START Data under study

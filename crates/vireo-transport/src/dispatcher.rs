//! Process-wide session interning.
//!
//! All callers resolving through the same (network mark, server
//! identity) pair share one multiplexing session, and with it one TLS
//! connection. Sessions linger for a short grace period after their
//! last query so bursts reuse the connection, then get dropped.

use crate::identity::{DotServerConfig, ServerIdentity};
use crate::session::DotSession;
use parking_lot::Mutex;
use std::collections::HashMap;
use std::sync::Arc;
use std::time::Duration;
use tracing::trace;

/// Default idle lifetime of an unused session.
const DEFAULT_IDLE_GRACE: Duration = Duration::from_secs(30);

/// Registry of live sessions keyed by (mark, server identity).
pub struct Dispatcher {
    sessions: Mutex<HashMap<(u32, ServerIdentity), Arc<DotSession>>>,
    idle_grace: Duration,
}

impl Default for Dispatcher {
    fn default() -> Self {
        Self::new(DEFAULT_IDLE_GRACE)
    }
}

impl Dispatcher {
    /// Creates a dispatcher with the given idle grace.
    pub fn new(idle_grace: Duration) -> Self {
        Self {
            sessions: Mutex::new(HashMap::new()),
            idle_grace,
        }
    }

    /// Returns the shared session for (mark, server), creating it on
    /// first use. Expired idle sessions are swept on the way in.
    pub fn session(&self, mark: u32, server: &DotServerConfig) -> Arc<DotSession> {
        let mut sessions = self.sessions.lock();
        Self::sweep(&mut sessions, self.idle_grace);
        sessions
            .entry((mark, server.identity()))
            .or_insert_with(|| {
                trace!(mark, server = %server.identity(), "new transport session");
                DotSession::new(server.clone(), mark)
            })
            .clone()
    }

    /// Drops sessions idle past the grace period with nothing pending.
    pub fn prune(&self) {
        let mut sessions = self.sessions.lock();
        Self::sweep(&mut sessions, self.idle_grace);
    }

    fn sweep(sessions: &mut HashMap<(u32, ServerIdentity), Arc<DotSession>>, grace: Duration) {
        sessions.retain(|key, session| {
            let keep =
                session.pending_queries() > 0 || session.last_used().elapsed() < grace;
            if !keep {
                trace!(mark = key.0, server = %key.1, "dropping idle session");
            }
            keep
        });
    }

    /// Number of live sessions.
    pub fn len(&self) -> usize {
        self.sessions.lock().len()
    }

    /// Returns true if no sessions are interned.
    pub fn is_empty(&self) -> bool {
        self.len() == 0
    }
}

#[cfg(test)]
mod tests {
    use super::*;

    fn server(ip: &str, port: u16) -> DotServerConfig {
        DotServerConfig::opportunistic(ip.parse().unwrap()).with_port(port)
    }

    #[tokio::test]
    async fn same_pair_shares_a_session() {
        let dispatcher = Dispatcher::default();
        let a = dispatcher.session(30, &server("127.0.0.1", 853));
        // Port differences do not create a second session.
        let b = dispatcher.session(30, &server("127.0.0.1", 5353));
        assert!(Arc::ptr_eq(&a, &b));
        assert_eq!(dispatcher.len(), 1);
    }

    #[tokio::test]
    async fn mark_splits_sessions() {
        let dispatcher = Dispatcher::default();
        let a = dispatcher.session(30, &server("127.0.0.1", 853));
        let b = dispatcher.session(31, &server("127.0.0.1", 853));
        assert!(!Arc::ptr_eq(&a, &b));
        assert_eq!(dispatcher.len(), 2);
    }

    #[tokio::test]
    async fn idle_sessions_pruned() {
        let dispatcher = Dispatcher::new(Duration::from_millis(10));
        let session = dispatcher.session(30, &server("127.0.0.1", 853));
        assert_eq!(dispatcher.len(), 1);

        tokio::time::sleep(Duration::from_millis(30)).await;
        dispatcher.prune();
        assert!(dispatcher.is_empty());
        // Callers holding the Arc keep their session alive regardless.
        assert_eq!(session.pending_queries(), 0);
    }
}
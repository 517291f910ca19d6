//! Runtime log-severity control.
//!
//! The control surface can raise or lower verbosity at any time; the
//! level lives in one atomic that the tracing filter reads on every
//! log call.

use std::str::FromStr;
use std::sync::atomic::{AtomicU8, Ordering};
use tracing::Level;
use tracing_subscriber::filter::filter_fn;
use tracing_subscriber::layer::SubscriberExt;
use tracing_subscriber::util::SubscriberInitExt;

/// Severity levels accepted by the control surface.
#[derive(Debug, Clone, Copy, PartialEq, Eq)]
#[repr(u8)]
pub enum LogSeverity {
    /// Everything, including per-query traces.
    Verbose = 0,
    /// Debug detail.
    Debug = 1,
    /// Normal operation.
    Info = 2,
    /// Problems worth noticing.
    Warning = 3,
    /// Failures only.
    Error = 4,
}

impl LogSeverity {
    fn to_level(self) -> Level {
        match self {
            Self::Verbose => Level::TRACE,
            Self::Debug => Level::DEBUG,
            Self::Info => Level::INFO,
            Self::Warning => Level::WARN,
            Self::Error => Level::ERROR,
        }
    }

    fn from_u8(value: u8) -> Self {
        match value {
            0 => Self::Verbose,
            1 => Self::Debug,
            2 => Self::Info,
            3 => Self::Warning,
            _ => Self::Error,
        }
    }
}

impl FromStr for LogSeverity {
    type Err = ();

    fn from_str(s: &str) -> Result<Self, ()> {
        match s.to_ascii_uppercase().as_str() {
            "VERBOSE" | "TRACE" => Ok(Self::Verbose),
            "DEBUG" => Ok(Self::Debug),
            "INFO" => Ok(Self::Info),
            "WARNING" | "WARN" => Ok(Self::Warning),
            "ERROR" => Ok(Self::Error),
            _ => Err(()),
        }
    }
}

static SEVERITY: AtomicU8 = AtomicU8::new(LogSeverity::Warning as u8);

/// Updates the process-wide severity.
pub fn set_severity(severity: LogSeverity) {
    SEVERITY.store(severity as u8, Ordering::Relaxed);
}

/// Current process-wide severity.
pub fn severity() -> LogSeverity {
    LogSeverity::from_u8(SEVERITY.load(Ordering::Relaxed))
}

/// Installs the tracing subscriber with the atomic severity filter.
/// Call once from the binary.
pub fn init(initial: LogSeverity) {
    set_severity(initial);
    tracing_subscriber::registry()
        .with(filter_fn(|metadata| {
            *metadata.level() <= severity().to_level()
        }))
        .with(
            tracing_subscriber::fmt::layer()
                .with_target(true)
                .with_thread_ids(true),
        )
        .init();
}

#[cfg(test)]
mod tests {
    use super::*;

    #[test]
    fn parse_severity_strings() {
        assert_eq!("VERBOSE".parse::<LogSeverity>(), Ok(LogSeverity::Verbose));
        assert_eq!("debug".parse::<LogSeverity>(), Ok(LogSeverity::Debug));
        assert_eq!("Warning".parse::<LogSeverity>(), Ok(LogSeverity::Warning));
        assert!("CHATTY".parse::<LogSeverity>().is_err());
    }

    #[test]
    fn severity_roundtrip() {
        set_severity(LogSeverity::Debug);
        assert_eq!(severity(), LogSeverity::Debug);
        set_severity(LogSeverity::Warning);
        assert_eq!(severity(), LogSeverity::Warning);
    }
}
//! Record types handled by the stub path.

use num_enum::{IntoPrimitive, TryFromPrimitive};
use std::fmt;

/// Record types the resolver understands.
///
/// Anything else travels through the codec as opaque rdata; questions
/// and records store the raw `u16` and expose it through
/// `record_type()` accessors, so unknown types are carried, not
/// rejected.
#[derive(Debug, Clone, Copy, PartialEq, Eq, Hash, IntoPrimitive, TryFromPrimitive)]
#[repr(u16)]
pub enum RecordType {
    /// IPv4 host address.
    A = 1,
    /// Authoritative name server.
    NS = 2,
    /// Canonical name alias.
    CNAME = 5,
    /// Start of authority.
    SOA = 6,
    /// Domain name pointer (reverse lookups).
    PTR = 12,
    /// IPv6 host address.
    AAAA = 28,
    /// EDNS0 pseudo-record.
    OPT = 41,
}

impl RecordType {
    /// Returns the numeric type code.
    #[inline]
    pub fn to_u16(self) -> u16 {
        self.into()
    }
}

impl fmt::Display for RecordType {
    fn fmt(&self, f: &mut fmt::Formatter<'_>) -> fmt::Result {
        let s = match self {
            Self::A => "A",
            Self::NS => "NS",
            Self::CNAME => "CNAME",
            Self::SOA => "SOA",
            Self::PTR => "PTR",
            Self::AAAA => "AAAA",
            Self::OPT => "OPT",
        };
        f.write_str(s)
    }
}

END Data under study

**Problem to work on:**
Your output should consist only of the lines from the one containing "pub fn to_u16(self)" to the end of the records above, each retyped exactly.

**Answer space:**
    pub fn to_u16(self) -> u16 {
        self.into()
    }
}

impl fmt::Display for RecordType {
    fn fmt(&self, f: &mut fmt::Formatter<'_>) -> fmt::Result {
        let s = match self {
            Self::A => "A",
            Self::NS => "NS",
            Self::CNAME => "CNAME",
            Self::SOA => "SOA",
            Self::PTR => "PTR",
            Self::AAAA => "AAAA",
            Self::OPT => "OPT",
        };
        f.write_str(s)
    }
}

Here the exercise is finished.